JDK-8288981 : C2: Fix issues with skeleton predicates
  • Type: Bug
  • Component: hotspot
  • Sub-Component: compiler
  • Affected Version: 11,17,18,19,20,21,22,23,24
  • Priority: P3
  • Status: In Progress
  • Resolution: Unresolved
  • Submitted: 2022-06-22
  • Updated: 2024-08-09
The Version table provides details related to the release that this issue/RFE will be addressed.

Unresolved : Release in which this issue/RFE will be addressed.
Resolved: Release in which this issue/RFE has been resolved.
Fixed : Release in which this issue/RFE has been fixed. The release containing this fix may be available for download as an Early Access Release or a General Availability Release.

To download the current JDK release, click here.
JDK 24
24Unresolved
Related Reports
Blocks :  
Blocks :  
Blocks :  
Duplicate :  
Duplicate :  
Duplicate :  
Duplicate :  
Duplicate :  
Duplicate :  
Duplicate :  
Duplicate :  
Relates :  
Relates :  
Relates :  
Relates :  
Relates :  
Relates :  
Relates :  
Sub Tasks
JDK-8303497 :  
JDK-8305634 :  
JDK-8305635 :  
JDK-8305636 :  
JDK-8305637 :  
JDK-8305638 :  
JDK-8325746 :  
JDK-8327109 :  
JDK-8327110 :  
JDK-8327111 :  
JDK-8330004 :  
JDK-8330386 :  
JDK-8331168 :  
JDK-8334571 :  
JDK-8334650 :  
JDK-8335257 :  
Description
Since the introduction of skeleton predicates in JDK-8193130 to protect against over-unrolling a main loop, many new related bugs have been found and fixed - also for loop optimizations other than the main loop of pre/main/post (e.g. post loop, loop unswitching, loop peeling). The most recent bug fix (JDK-8283466) fixed a sub problem for loop peeling while there are still remaining unfixed cases for loop peeling (JDK-8278420) which are, however, rare in practice. 

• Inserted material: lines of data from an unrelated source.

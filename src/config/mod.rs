use crate::core::journal::Journal;
use crate::errors::AppResult;
use crate::store::Store;
use serde::{Deserialize, Serialize};
use std::env;
use std::fs;
use std::io::Write;
use std::path::PathBuf;

#[derive(Debug, Serialize, Deserialize)]
pub struct Config {
    pub journal: String,
    #[serde(default = "default_score")]
    pub default_score: i32,
    #[serde(default = "default_separator_char")]
    pub separator_char: String,
    #[serde(default)]
    pub show_weekday: bool,
}

fn default_score() -> i32 {
    7
}
fn default_separator_char() -> String {
    "-".to_string()
}

impl Default for Config {
    fn default() -> Self {
        Self {
            journal: Self::journal_file().to_string_lossy().to_string(),
            default_score: default_score(),
            separator_char: default_separator_char(),
            show_weekday: false,
        }
    }
}

impl Config {
    /// Return the standard configuration directory depending on the platform
    pub fn config_dir() -> PathBuf {
        if cfg!(target_os = "windows") {
            let appdata = env::var("APPDATA").unwrap_or_else(|_| ".".to_string());
            PathBuf::from(appdata).join("rscorelog")
        } else {
            let home = env::var("HOME").unwrap_or_else(|_| ".".to_string());
            PathBuf::from(home).join(".rscorelog")
        }
    }

    /// Return the full path of the config file
    pub fn config_file() -> PathBuf {
        Self::config_dir().join("rscorelog.conf")
    }

    /// Return the full path of the persisted journal file
    pub fn journal_file() -> PathBuf {
        Self::config_dir().join("rscorelog.json")
    }

    /// Load configuration from file, or return defaults if not found
    pub fn load() -> Self {
        let path = Self::config_file();

        if path.exists() {
            let content = fs::read_to_string(&path).expect("❌ Failed to read configuration file");
            serde_yaml::from_str(&content).expect("❌ Failed to parse configuration file")
        } else {
            Config::default()
        }
    }

    /// Initialize configuration and journal files
    pub fn init_all(custom_name: Option<String>, is_test: bool) -> AppResult<()> {
        let dir = Self::config_dir();
        fs::create_dir_all(&dir)?;

        // Journal file name: user provided or default
        let journal_path = if let Some(name) = custom_name {
            let p = std::path::Path::new(&name);
            if p.is_absolute() {
                p.to_path_buf()
            } else {
                dir.join(p)
            }
        } else {
            Self::journal_file()
        };

        let config = Config {
            journal: journal_path.to_string_lossy().to_string(),
            ..Config::default()
        };

        // Write config file
        if !is_test {
            let yaml = serde_yaml::to_string(&config).expect("❌ Failed to serialize configuration");
            let mut file = fs::File::create(Self::config_file())?;
            file.write_all(yaml.as_bytes())?;
            println!("✅ Config file: {:?}", Self::config_file());
        }

        // Create an empty (but valid) journal file if not exists
        if !journal_path.exists() {
            Store::save(&journal_path.to_string_lossy(), &Journal::new())?;
        }

        println!("✅ Journal:     {:?}", journal_path);

        Ok(())
    }
}
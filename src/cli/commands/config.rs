use crate::cli::parser::Commands;
use crate::config::Config;
use crate::errors::AppResult;
use crate::ui::messages::{error, success, warning};
use std::process::Command;

/// Platform default editor, overridable through the environment.
fn default_editor() -> String {
    std::env::var("EDITOR")
        .or_else(|_| std::env::var("VISUAL"))
        .unwrap_or_else(|_| {
            if cfg!(target_os = "windows") {
                "notepad".to_string()
            } else {
                "nano".to_string()
            }
        })
}

fn launch_editor(editor: &str, path: &std::path::Path) -> bool {
    matches!(Command::new(editor).arg(path).status(), Ok(s) if s.success())
}

/// Handle the `config` subcommand
pub fn handle(cmd: &Commands, cfg: &Config) -> AppResult<()> {
    if let Commands::Config {
        print_config,
        edit_config,
        editor,
    } = cmd
    {
        let path = Config::config_file();

        if *print_config {
            println!("📄 Current configuration:\n");
            println!(
                "{}",
                serde_yaml::to_string(&cfg).expect("❌ Failed to serialize configuration")
            );
        }

        if *edit_config {
            let fallback = default_editor();
            let chosen = editor.clone().unwrap_or_else(|| fallback.clone());

            if launch_editor(&chosen, &path) {
                success(format!("Configuration file edited using '{}'", chosen));
            } else {
                warning(format!(
                    "Editor '{}' not available, falling back to '{}'",
                    chosen, fallback
                ));

                if launch_editor(&fallback, &path) {
                    success(format!(
                        "Configuration file edited using fallback '{}'",
                        fallback
                    ));
                } else {
                    error(format!(
                        "Failed to edit configuration file using fallback '{}'",
                        fallback
                    ));
                }
            }
        }
    }

    Ok(())
}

Some recent changes (JDK-8230382) increase the probability of hitting these remaining problems with fuzzing but it's still hard to trigger this in practice. 

JDK-8286805 investigates stressing of various loop opts, including loop peeling. It tries to randomly apply different loop optimization even though the normal policy would not allow it. The idea is to only apply a loop optimization if the policy would not apply it due to inefficiency. This has revealed a lot of cases that can be traced back to some missing cases with skeleton predicates. 

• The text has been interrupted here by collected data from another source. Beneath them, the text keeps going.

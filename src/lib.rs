//! rScorelog library root.
//! Exposes CLI parser, high-level run() function, and internal modules.

pub mod cli;
pub mod config;
pub mod core;
pub mod errors;
pub mod export;
pub mod oplog;
pub mod store;
pub mod ui;
pub mod utils;

use clap::Parser;
use cli::parser::{Cli, Commands};
use config::Config;
use errors::AppResult;

/// Central command dispatcher
pub fn dispatch(cli: &Cli, cfg: &Config) -> AppResult<()> {
    match &cli.command {
        Commands::Init => cli::commands::init::handle(cli),
        Commands::Config { .. } => cli::commands::config::handle(&cli.command, cfg),
        Commands::Log { .. } => cli::commands::log::handle(&cli.command, cfg),
        Commands::Add { .. } => cli::commands::add::handle(&cli.command, cfg),
        Commands::List { .. } => cli::commands::list::handle(&cli.command, cfg),
        Commands::Chart { .. } => cli::commands::chart::handle(&cli.command, cfg),
        Commands::Clear { .. } => cli::commands::clear::handle(&cli.command, cfg),
        Commands::Backup { .. } => cli::commands::backup::handle(&cli.command, cfg),
        Commands::Export { .. } => cli::commands::export::handle(&cli.command, cfg),
    }
}

/// Entry point used by main.rs
pub fn run() -> AppResult<()> {
    // 1. parse CLI
    let cli = Cli::parse();

    // 2. load config once
    let mut cfg = Config::load();

    // 3. apply journal path override from the command line
    if let Some(custom_data) = &cli.data {
        cfg.journal = utils::path::expand_tilde(custom_data)
            .to_string_lossy()
            .to_string();
    }

    // 4. hand everything to the dispatcher
    dispatch(&cli, &cfg)
}
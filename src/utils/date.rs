use chrono::{Datelike, NaiveDate};

pub fn today() -> NaiveDate {
    chrono::Local::now().date_naive()
}

pub fn parse_date(s: &str) -> Option<NaiveDate> {
    NaiveDate::parse_from_str(s, "%Y-%m-%d").ok()
}

pub fn weekday_str(d: NaiveDate) -> &'static str {
    match d.weekday() {
        chrono::Weekday::Mon => "Mon",
        chrono::Weekday::Tue => "Tue",
        chrono::Weekday::Wed => "Wed",
        chrono::Weekday::Thu => "Thu",
        chrono::Weekday::Fri => "Fri",
        chrono::Weekday::Sat => "Sat",
        chrono::Weekday::Sun => "Sun",
    }
}

pub fn month_name(mm: &str) -> &'static str {
    match mm {
        "01" => "January",
        "02" => "February",
        "03" => "March",
        "04" => "April",
        "05" => "May",
        "06" => "June",
        "07" => "July",
        "08" => "August",
        "09" => "September",
        "10" => "October",
        "11" => "November",
        "12" => "December",
        _ => "Unknown",
    }
}

/// Human title for a period filter, used as the `list` header.
pub fn describe_period(period: &Option<String>) -> String {
    let p = match period {
        None => return "Saved scores".to_string(),
        Some(p) if p.eq_ignore_ascii_case("all") => return "Saved scores".to_string(),
        Some(p) => p,
    };

    if let Some((start, end)) = p.split_once(':') {
        return format!("Saved scores from {} to {}", start.trim(), end.trim());
    }

    match p.len() {
        // YYYY
        4 => format!("Saved scores for year {}", p),

        // YYYY-MM
        7 => {
            let parts: Vec<&str> = p.split('-').collect();
            if parts.len() == 2 {
                format!("Saved scores for {} {}", month_name(parts[1]), parts[0])
            } else {
                "Saved scores".to_string()
            }
        }

        // YYYY-MM-DD
        10 => format!("Saved scores for {}", p),

        _ => "Saved scores".to_string(),
    }
}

To be able to reduce the noise in JDK-8286805, we should fix the missing skeleton predicate cases. To do that, we first want to redesign and refactor the skeleton predicates code and then fix the missing cases separately (like JDK-8278420). 

This RFE concerns the redesign and refactoring of skeleton predicates. Due to the many fixes that went in, the code became quite complex. On top of that, the naming scheme for all the different predicates is sometimes ambiguous and not consistent.


In this RFE, we want to implement/perform the following ideas:
- Find a good naming scheme to distinguish the different kinds of predicates. In the following, the currently existing names are used due to a lack of a better naming scheme as of today.
- Group skeleton predicates together and place them right above a loop head:
  - Easier to find them again. 
  - They should always be around until we are done with loop opts. This also allows us to rewire data nodes together with the cloning of the skeleton predicates.
  - They can still be found even though the empty predicates with the Conv2B/Opaque1 nodes are cleanup up (see call of Compile::cleanup_loop_predicates()).
  - The ordering of the skeleton predicates is most likely irrelevant.
- Use Halt nodes instead of UCT when inserting the empty predicates to simplify the copying of skeleton predicates (they never trap) as we do not need to find a valid UCT (which might not always be found, e.g. after a peeled iteration).
- Introduce a new OpaqueNode to better distinguish skeleton predicates from other predicates. This makes it easier to find them again and to reason about them when analyzing a graph.
- Refactor code:
  - A lot of code looks similar and should be reused instead of copied.
  - Better method naming (e.g. cloning vs. copying).

The redesign should fix JDK-8288941. Make sure to double check before the integration of this redesign.


Skeleton Predicate Background
===================
This section describes the basic idea of skeleton predicates.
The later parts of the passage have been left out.